La gratitudine, essendo un sentimento, è dinamica e mutevole: può essere percepita al momento del beneficio, ma con il passare del tempo ridursi, soprattutto se non viene tenuta viva dal ricordo, inoltre il tempo apre a nuove esperienze che possono rafforzare o indebolire la gratitudine.

Il narcisismo, invece, essendo un tratto di personalità relativamente stabile, non subisce variazioni, e quindi nel tempo il narciso è indotto ad elaborare negativamente i benefici ricevuti: tende a minimizzare il contributo degli altri e a sovrastimare il proprio merito, interpretando i benefici ricevuti non come atti di generosità, ma come qualcosa di dovuto, nel tempo la capacità di serbare un autentico senso di gratitudine svanisce.

Altro concetto infine interessante è la “dissonanza cognitiva” che agisce come “meccanismo di autoconservazione” del proprio ego, della propria autostima.
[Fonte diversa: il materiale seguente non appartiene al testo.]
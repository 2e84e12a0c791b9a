//! Structured logging infrastructure for the Servarr bridge

use std::io;
use tracing_subscriber::{
    fmt::{self, format::FmtSpan},
    layer::SubscriberExt,
    util::SubscriberInitExt,
    EnvFilter,
};

/// Configuration for the logging system
#[derive(Debug, Clone)]
pub struct LoggingConfig {
    /// Log level filter (e.g., "info", "debug", "trace")
    pub level: String,
    /// Whether to enable pretty formatting with colors
    pub pretty_format: bool,
    /// Write log output to stderr instead of stdout.
    /// Required in stdio transport mode, where stdout carries the protocol.
    pub use_stderr: bool,
    /// Whether to include spans in the output
    pub include_spans: bool,
    /// Whether to include target module information
    pub include_targets: bool,
}

impl Default for LoggingConfig {
    fn default() -> Self {
        Self {
            level: "info".to_string(),
            pretty_format: false,
            use_stderr: false,
            include_spans: false,
            include_targets: true,
        }
    }
}

/// Initialize the tracing subscriber with the given configuration
pub fn init_logging(config: LoggingConfig) -> Result<(), Box<dyn std::error::Error + Send + Sync>> {
    let env_filter = EnvFilter::try_new(&config.level)
        .or_else(|_| EnvFilter::try_new("info"))
        .unwrap();

    let span_events = if config.include_spans {
        FmtSpan::NEW | FmtSpan::CLOSE
    } else {
        FmtSpan::NONE
    };

    let registry = tracing_subscriber::registry().with(env_filter);

    let layer = fmt::layer()
        .with_span_events(span_events)
        .with_target(config.include_targets)
        .with_ansi(config.pretty_format);

    if config.use_stderr {
        registry.with(layer.with_writer(io::stderr)).init();
    } else {
        registry.with(layer).init();
    }

    Ok(())
}

#[cfg(test)]
mod tests {
    use super::*;

    #[test]
    fn test_default_config() {
        let config = LoggingConfig::default();
        assert_eq!(config.level, "info");
        assert!(!config.pretty_format);
        assert!(!config.use_stderr);
        assert!(config.include_targets);
    }
}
Dal momento che la gratitudine innesca nei narcisi un sentimento di inferiorità o dipendenza, per ridurre questa tensione, il soggetto attiva una serie di strategie mentali:

  1. Svalutazione del benefattore (in fondo non ha fatto nulla di veramente decisivo);
  2. Rimozione del beneficio (in fondo cosa ha fatto per me!);
  3. Riformulazione dell’atto di beneficio (in fondo lo ha fatto per suo interesse).

Quanto sopra nel tempo spegne la gratitudine e dobbiamo ringraziare il fato se il beneficiato si limiterà all’ingratitudine silenziosa.